The examples aren't always perfectly worded IMHO; e.g. Example 3
<https://www.open-std.org/jtc1/sc22/wg21/docs/papers/2021/p2025r2.html#ex-3>
says "Move (possibly elided) on line 4," but in fact there's no way to
elide that move; the returned object `w` cannot possibly be in the return
slot at that point, because if it were, then we couldn't put `widget()`
into the return slot on line 6 (and C++17 says we *must* do that). But
Example 4 makes it clear that the author understood that point — and
Clang+GCC do compile Example 4 optimally.
But e.g. GCC suboptimally compiles Example 7
<https://www.open-std.org/jtc1/sc22/wg21/docs/papers/2021/p2025r2.html#ex-7>
.
Anyway, if there were a compiler out there that optimally compiled all of
P2025's examples, then we could point to it and say "Hey, let's just
mandate that *everybody* do what this guy does." That's essentially the
route that gave us "Down with typename!" in C++20: someone (EDG) had a
typo-fixing algorithm and said "Hey, everyone should just do this algorithm
automatically."
ISTR that there was a push to get Clang to implement the P2025 algorithm a
few years ago; maybe Matheus Izvekov was involved? I don't know to what
extent it succeeded, but it actually looks really good in Clang trunk:
https://godbolt.org/z/n8eh5xdTT
The only failing example from P2025 is the one where he's actually
proposing a semantic change — that `catch (widget w)` should be allowed to
introduce an RVO variable, just like `widget w = caught();` would be
allowed to introduce an RVO variable.
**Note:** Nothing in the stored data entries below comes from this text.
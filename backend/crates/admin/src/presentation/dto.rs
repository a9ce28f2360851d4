//! Admin forms and query strings

use serde::Deserialize;

pub const ADMIN_PATH: &str = "/admin";

#[derive(Debug, Default, Deserialize)]
pub struct AdminQuery {
    pub success: Option<String>,
    pub error: Option<String>,
}

/// POST /admin/group
#[derive(Debug, Deserialize)]
pub struct ChangeGroupForm {
    #[serde(rename = "userId", default)]
    pub user_id: String,
    #[serde(rename = "userGroupId", default)]
    pub user_group_id: String,
}

/// POST /admin. Browsers cannot send DELETE from a form, so the verb rides
/// in `_method`.
#[derive(Debug, Deserialize)]
pub struct UserActionForm {
    #[serde(rename = "_method")]
    pub method: Option<String>,
    #[serde(rename = "userId", default)]
    pub user_id: String,
}

impl UserActionForm {
    pub fn is_delete(&self) -> bool {
        self.method
            .as_deref()
            .is_some_and(|method| method.eq_ignore_ascii_case("DELETE"))
    }
}

/// `/admin?success=…` or `/admin?error=…`
pub fn admin_redirect_url(key: &str, message: &str) -> String {
    match serde_urlencoded::to_string([(key, message)]) {
        Ok(query) => format!("{}?{}", ADMIN_PATH, query),
        Err(_) => ADMIN_PATH.to_string(),
    }
}

#[cfg(test)]
mod tests {
    use super::*;

    #[test]
    fn test_method_override() {
        let form: UserActionForm =
            serde_urlencoded::from_str("_method=delete&userId=abc").unwrap();
        assert!(form.is_delete());
        assert_eq!(form.user_id, "abc");

        let form: UserActionForm = serde_urlencoded::from_str("userId=abc").unwrap();
        assert!(!form.is_delete());
    }

    #[test]
    fn test_change_group_form_names() {
        let form: ChangeGroupForm =
            serde_urlencoded::from_str("userId=abc&userGroupId=1").unwrap();
        assert_eq!(form.user_id, "abc");
        assert_eq!(form.user_group_id, "1");
    }

    #[test]
    fn test_redirect_url_is_encoded() {
        assert_eq!(
            admin_redirect_url("success", "User deleted successfully"),
            "/admin?success=User+deleted+successfully"
        );
        assert_eq!(admin_redirect_url("error", "a&b"), "/admin?error=a%26b");
    }
}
I'm pretty sure that's not conforming
today, which is why Clang can't do it.
Lénárd Szolnoki wrote:
> Add a [[clang::nrvo]] attribute on the variable you want to force nrvo on
I have a partial implementation of [[clang::nrvo]] in my Clang fork. It
expresses the programmer's intent and verifies (in the code generator) that
RVO is actually performed. But it doesn't have any "forcing" effect on
optimization — it doesn't actually change what the compiler would have done
without the attribute. And it also doesn't permit you to get away without a
move constructor; i.e.
std::mutex locked() {
std::mutex m;
m.lock();
[[clang::nrvo]] return m; // don't move, just NRVO
}
is still a hard error in my Clang fork (for now). It's not that I don't
*want* that behavior; it's just that I don't know how to implement it.
my $.02,
Arthur
std-proposals_at_[hidden]> wrote:
> On Mon, May 20, 2024, 8:34 AM Lénárd Szolnoki via Std-Proposals <
> std-proposals_at_[hidden]> wrote:
>
>> On 19/05/2024 21:28, Frederick Virchanza Gotham via Std-Proposals wrote:
>> > There's already a lengthy paper to provide NRVO:
>> >
>> >
>> https://www.open-std.org/jtc1/sc22/wg21/docs/papers/2021/p2025r2.html
>> >
>> > This paper has been gathering dust for 3 years (actually a few more
>> > than that if you consider the previous revisions), and it's not
>> > because it's a bad paper. I think it hasn't had any thrust behind it
>> > because it's just too much grief to write it into the Standard and for
>> > compiler vendors to implement it. So if P2025 is going to gather dust
>> > past C++26, C++29, C++32 and so on, then how about we just try
>> > something less ambitious.
>>
>> I think it's a great paper, and I think it's gathering dust for much
>> more banal reasons, like the original author not having the time or
>> motivation to update it, somebody else to have the motivation to pick it
>> up.
>>
>
> I would have been interested in picking it up, but I looked at the minutes
> and the reflector discussion and it seemed like there were significant
> implementability challenges that are difficult for me to even understand.
>
> Do we even know whether the proposed direction was actually viable?
>
It's been a long time since I looked closely at it (and I never looked all
*that* close), but my impression was that it was viable enough that it
should have been implemented into Clang and/or GCC as a first step. Someone
should go through the list of examples in the paper, audit them, and see
whether Clang and/or GCC actually do the optimal thing for each of them.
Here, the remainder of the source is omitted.